La comparaison des profils cliniques des cancers dépistés avec les cancers d’intervalle et les cancers diagnostiqués sur une base symptomatologique confirment que le programme valaisan de dépistage permet de détecter des cancers à un stade plus favorable. Le pronostic des cancers d’intervalle est aussi généralement plus favorable que celui des non-participantes au programme chez qui un cancer du sein a été diagnostiqué sur la base de symptômes.

Globalement, les performances du programme valaisan de dépistage entre 2013 et 2017 se traduisent, pour 1000 participations, par 968 résultats normaux (vrais négatifs), 21 résultats faussement positifs (dont 6 donnent lieu à un examen invasif), 5 cancers dépistés (1 in situ, 3 de stade précoce et 1 de stade avancé) et 2 cancers d’intervalle (sensibilité du programme: 75,4% ; spécificité du programme: 97,6%).

Trois recommandations accompagnent ce rapport d’évaluation :

• Poursuivre les mesures visant à augmenter le volume annuel de lectures par radiologue

− L’atteinte des standards suisses préconisés est réaliste et devrait mener à une amélioration des indicateurs de qualité et de précocité diagnostique.

• Objectiver la mesure de la densité mammaire

− La recommandation d’une échographie complémentaire repose sur une évaluation subjective de la densité, sujette à une forte variabilité inter-lecteurs.

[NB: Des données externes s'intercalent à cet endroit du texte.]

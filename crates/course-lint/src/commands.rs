use clap::{Parser, Subcommand, ValueEnum};
use std::path::PathBuf;

#[derive(Parser)]
#[command(name = "course-lint")]
#[command(about = "Checks a markdown course tree for broken structure and metadata.")]
pub struct CommandLine {
    /// Increase logging verbosity (repeatable).
    #[arg(short, long, global = true, action = clap::ArgAction::Count)]
    pub verbose: u8,

    /// Only log errors.
    #[arg(short, long, global = true, conflicts_with = "verbose")]
    pub quiet: bool,

    #[command(subcommand)]
    pub command: Commands,
}

#[derive(Subcommand)]
pub enum Commands {
    /// Lint the content tree and report diagnostics
    #[command(alias = "c")]
    Check {
        /// Root of the content tree (where course.toml lives)
        #[arg(default_value = ".")]
        root: PathBuf,

        #[arg(long, value_enum, default_value_t = Format::Text)]
        format: Format,

        /// Fail on warnings as well as errors
        #[arg(long)]
        deny_warnings: bool,

        /// Only lint these tech directories (repeatable)
        #[arg(long = "tech", value_name = "NAME")]
        techs: Vec<String>,

        /// Disable colored output
        #[arg(long)]
        no_color: bool,
    },
    /// Print an inventory of courses, sections and lessons
    #[command(alias = "s")]
    Stats {
        #[arg(default_value = ".")]
        root: PathBuf,

        #[arg(long, value_enum, default_value_t = Format::Text)]
        format: Format,
    },
    /// List the built in rules
    Rules,
}

#[derive(Debug, Clone, Copy, PartialEq, Eq, ValueEnum)]
pub enum Format {
    Text,
    Json,
}

impl CommandLine {
    pub fn parse_args() -> Self {
        Self::parse()
    }
}
use course_mark::{
    config::Config,
    corpus::Corpus,
    error::Result,
    lint::{Finding, LintContext, Rule},
};
use std::{cell::RefCell, env, path::PathBuf, rc::Rc};

#[allow(dead_code)] // Not every test binary uses the fixture tree.
pub fn test_dir() -> PathBuf {
    env::current_dir()
        .expect("Unable to get working directory")
        .join("data")
}

/// A rule that captures what the linter hands it and reports nothing.
#[derive(Clone, Default)]
pub struct TestRule(Rc<RefCell<Option<Corpus>>>, Rc<RefCell<Option<Config>>>);

impl TestRule {
    #[allow(dead_code)] // Avoid a false positive on the dead code analysis.
    pub fn corpus(&self) -> Corpus {
        self.0.borrow_mut().take().expect("result was not set")
    }

    #[allow(dead_code)] // Avoid a false positive on the dead code analysis.
    pub fn config(&self) -> Config {
        self.1.borrow_mut().take().expect("result was not set")
    }
}

impl Rule for TestRule {
    fn name(&self) -> &str {
        "test-rule"
    }

    fn description(&self) -> &str {
        "captures the corpus and configuration"
    }

    fn check(&self, ctx: &LintContext<'_>, corpus: &Corpus) -> Result<Vec<Finding>> {
        *self.0.borrow_mut() = Some(corpus.clone());
        *self.1.borrow_mut() = Some(ctx.config.clone());

        Ok(Vec::new())
    }
}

• Approfondir et systématiser l’enregistrement des informations sur les échographies additionnelles et les intégrer dans MC-SIS

− Les informations actuelles sont insuffisantes pour mener une évaluation rigoureuse de l’apport de l’échographie complémentaire. Cette recommandation est d’autant plus importante que la plus-value de l’échographie complémentaire n’est, sur le plan scientifique, pas clairement avérée.

En conclusion, les résultats montrent une utilisation, une qualité et une efficacité bonnes et stables dans le temps du programme valaisan de dépistage.